Dataset entries:

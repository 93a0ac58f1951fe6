/*!
 * Snapshot statistics for promptree
 *
 * Produces the one-line selection summary and an optional table report of
 * an assembled snapshot, rendered with the tabled library.
 */

use tabled::{
    settings::{object::Columns, Alignment, Modify, Padding, Style},
    Table, Tabled,
};

use crate::types::NoteKind;
use crate::writer::SnapshotBlock;

/// Number of files listed before the table switches to the largest ones
const FILE_TABLE_LIMIT: usize = 15;

/// Per-file figures
#[derive(Debug, Clone, PartialEq, Eq)]
pub struct FileReportInfo {
    /// Path relative to the root
    pub path: String,
    /// Number of lines in the rendered block
    pub lines: usize,
    /// Number of characters in the rendered block
    pub chars: usize,
    /// Whether the content was cut at the size cap
    pub truncated: bool,
    /// Binary or error placeholder, if any
    pub note: Option<NoteKind>,
}

/// Statistics of one assembled snapshot
#[derive(Debug, Clone, Default, PartialEq, Eq)]
pub struct SnapshotReport {
    /// Number of files in the snapshot
    pub files: usize,
    /// Lines of the whole document
    pub lines: usize,
    /// Whitespace-separated words of the whole document
    pub words: usize,
    /// Characters of the whole document
    pub chars: usize,
    /// Details for each file, in snapshot order
    pub file_details: Vec<FileReportInfo>,
}

impl SnapshotReport {
    /// Measure a snapshot and the blocks it was assembled from
    ///
    /// Trailing whitespace of the document is not counted, matching what a
    /// reader sees when the text is pasted.
    pub fn new(snapshot: &str, blocks: &[SnapshotBlock]) -> Self {
        let text = snapshot.trim_end();
        let file_details = blocks
            .iter()
            .map(|block| {
                let markdown = block.to_markdown();
                FileReportInfo {
                    path: block.relative_path.clone(),
                    lines: markdown.trim_end().lines().count(),
                    chars: markdown.chars().count(),
                    truncated: block.rendered.truncated,
                    note: block.rendered.note,
                }
            })
            .collect();

        Self {
            files: blocks.len(),
            lines: if text.is_empty() { 0 } else { text.split('\n').count() },
            words: text.split_whitespace().count(),
            chars: text.chars().count(),
            file_details,
        }
    }

    /// Rough token estimate at four characters per token
    pub fn estimated_tokens(&self) -> usize {
        self.chars / 4
    }

    /// `N files | L lines | W words | C characters selected`
    pub fn summary_line(&self) -> String {
        format!(
            "{} | {} | {} | {} selected",
            plural(self.files, "file"),
            plural(self.lines, "line"),
            plural(self.words, "word"),
            plural(self.chars, "character")
        )
    }
}

fn plural(count: usize, noun: &str) -> String {
    let suffix = if count == 1 { "" } else { "s" };
    format!("{} {}{}", group_thousands(count), noun, suffix)
}

/// `1234567` → `1,234,567`
fn group_thousands(num: usize) -> String {
    let digits = num.to_string();
    let mut out = String::with_capacity(digits.len() + digits.len() / 3);
    for (i, c) in digits.chars().enumerate() {
        if i > 0 && (digits.len() - i) % 3 == 0 {
            out.push(',');
        }
        out.push(c);
    }
    out
}

/// Format of the report output
pub enum ReportFormat {
    /// Console table output
    ConsoleTable,
}

/// Report generator for snapshots
pub struct Reporter {
    format: ReportFormat,
}

impl Reporter {
    pub fn new(format: ReportFormat) -> Self {
        Self { format }
    }

    /// Format a number with human-readable units
    fn format_number(&self, num: usize) -> String {
        if num >= 1_000_000 {
            format!("{:.1}M", num as f64 / 1_000_000.0)
        } else if num >= 1_000 {
            format!("{:.1}K", num as f64 / 1_000.0)
        } else {
            num.to_string()
        }
    }

    pub fn generate_report(&self, report: &SnapshotReport) -> String {
        match self.format {
            ReportFormat::ConsoleTable => self.generate_console_report(report),
        }
    }

    /// Print the report to stderr, keeping stdout for the snapshot itself
    pub fn print_report(&self, report: &SnapshotReport) {
        eprintln!("\n{}", self.generate_report(report));
    }

    /// Keep the tail of long paths
    fn format_path(&self, path: &str, max_len: usize) -> String {
        if path.chars().count() <= max_len {
            return path.to_string();
        }

        let mut segments = Vec::new();
        let mut current_len = 3;
        for part in path.split('/').rev() {
            let part_len = part.chars().count() + 1;
            if current_len + part_len > max_len {
                break;
            }
            segments.push(part);
            current_len += part_len;
        }

        if segments.is_empty() {
            let tail: String = path
                .chars()
                .rev()
                .take(max_len.saturating_sub(3))
                .collect::<Vec<_>>()
                .into_iter()
                .rev()
                .collect();
            return format!("...{}", tail);
        }

        let mut result = String::from("...");
        for part in segments.iter().rev() {
            result.push('/');
            result.push_str(part);
        }
        result
    }

    fn create_summary_table(&self, report: &SnapshotReport) -> String {
        #[derive(Tabled)]
        struct SummaryRow {
            #[tabled(rename = "Metric")]
            key: String,

            #[tabled(rename = "Value")]
            value: String,
        }

        let truncated = report.file_details.iter().filter(|f| f.truncated).count();
        let placeholders = report.file_details.iter().filter(|f| f.note.is_some()).count();

        let rows = vec![
            SummaryRow {
                key: "📄 Files".to_string(),
                value: self.format_number(report.files),
            },
            SummaryRow {
                key: "📝 Lines".to_string(),
                value: self.format_number(report.lines),
            },
            SummaryRow {
                key: "🔤 Words".to_string(),
                value: self.format_number(report.words),
            },
            SummaryRow {
                key: "✂️ Truncated".to_string(),
                value: self.format_number(truncated),
            },
            SummaryRow {
                key: "🚫 Omitted".to_string(),
                value: self.format_number(placeholders),
            },
            SummaryRow {
                key: "📦 LLM Tokens".to_string(),
                value: format!(
                    "{} tokens (estimated)",
                    self.format_number(report.estimated_tokens())
                ),
            },
        ];

        let mut table = Table::new(rows);
        table
            .with(Style::rounded())
            .with(Padding::new(1, 1, 0, 0))
            .with(Modify::new(Columns::new(..)).with(Alignment::left()));

        table.to_string()
    }

    fn create_files_table(&self, report: &SnapshotReport) -> String {
        #[derive(Tabled)]
        struct FileRow {
            #[tabled(rename = "File Path")]
            path: String,

            #[tabled(rename = "Lines")]
            lines: String,

            #[tabled(rename = "Est. Tokens")]
            tokens: String,

            #[tabled(rename = "Note")]
            note: String,
        }

        let mut files: Vec<&FileReportInfo> = report.file_details.iter().collect();
        if files.len() > FILE_TABLE_LIMIT {
            files.sort_by(|a, b| b.chars.cmp(&a.chars));
            files.truncate(10);
        }

        let rows: Vec<FileRow> = files
            .iter()
            .map(|info| FileRow {
                path: self.format_path(&info.path, 60),
                lines: self.format_number(info.lines),
                tokens: self.format_number(info.chars / 4),
                note: match (info.note, info.truncated) {
                    (Some(note), _) => note.to_string(),
                    (None, true) => "truncated".to_string(),
                    (None, false) => String::new(),
                },
            })
            .collect();

        let mut table = Table::new(rows);
        table
            .with(Style::rounded())
            .with(Padding::new(1, 1, 0, 0))
            .with(Modify::new(Columns::new(..)).with(Alignment::left()));

        table.to_string()
    }

    fn generate_console_report(&self, report: &SnapshotReport) -> String {
        let files_title = if report.file_details.len() > FILE_TABLE_LIMIT {
            "📋  TOP 10 LARGEST FILES BY CHARACTER COUNT  📋"
        } else {
            "📋  SELECTED FILES"
        };

        format!(
            "{}\n{}\n\n{}\n{}\n{}",
            files_title,
            self.create_files_table(report),
            "✅  SNAPSHOT READY",
            self.create_summary_table(report),
            report.summary_line()
        )
    }
}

#### [EXERCISE OBJECTIVE]
Transcribe the records from their first line. Stop after the line with "placeholder, if any", including it.

#### [SOLUTION TO THIS EXERCISE]
repository 93a0ac58f1951fe6
/*!
 * Snapshot statistics for promptree
 *
 * Produces the one-line selection summary and an optional table report of
 * an assembled snapshot, rendered with the tabled library.
 */

use tabled::{
    settings::{object::Columns, Alignment, Modify, Padding, Style},
    Table, Tabled,
};

use crate::types::NoteKind;
use crate::writer::SnapshotBlock;

/// Number of files listed before the table switches to the largest ones
const FILE_TABLE_LIMIT: usize = 15;

/// Per-file figures
#[derive(Debug, Clone, PartialEq, Eq)]
pub struct FileReportInfo {
    /// Path relative to the root
    pub path: String,
    /// Number of lines in the rendered block
    pub lines: usize,
    /// Number of characters in the rendered block
    pub chars: usize,
    /// Whether the content was cut at the size cap
    pub truncated: bool,
    /// Binary or error placeholder, if any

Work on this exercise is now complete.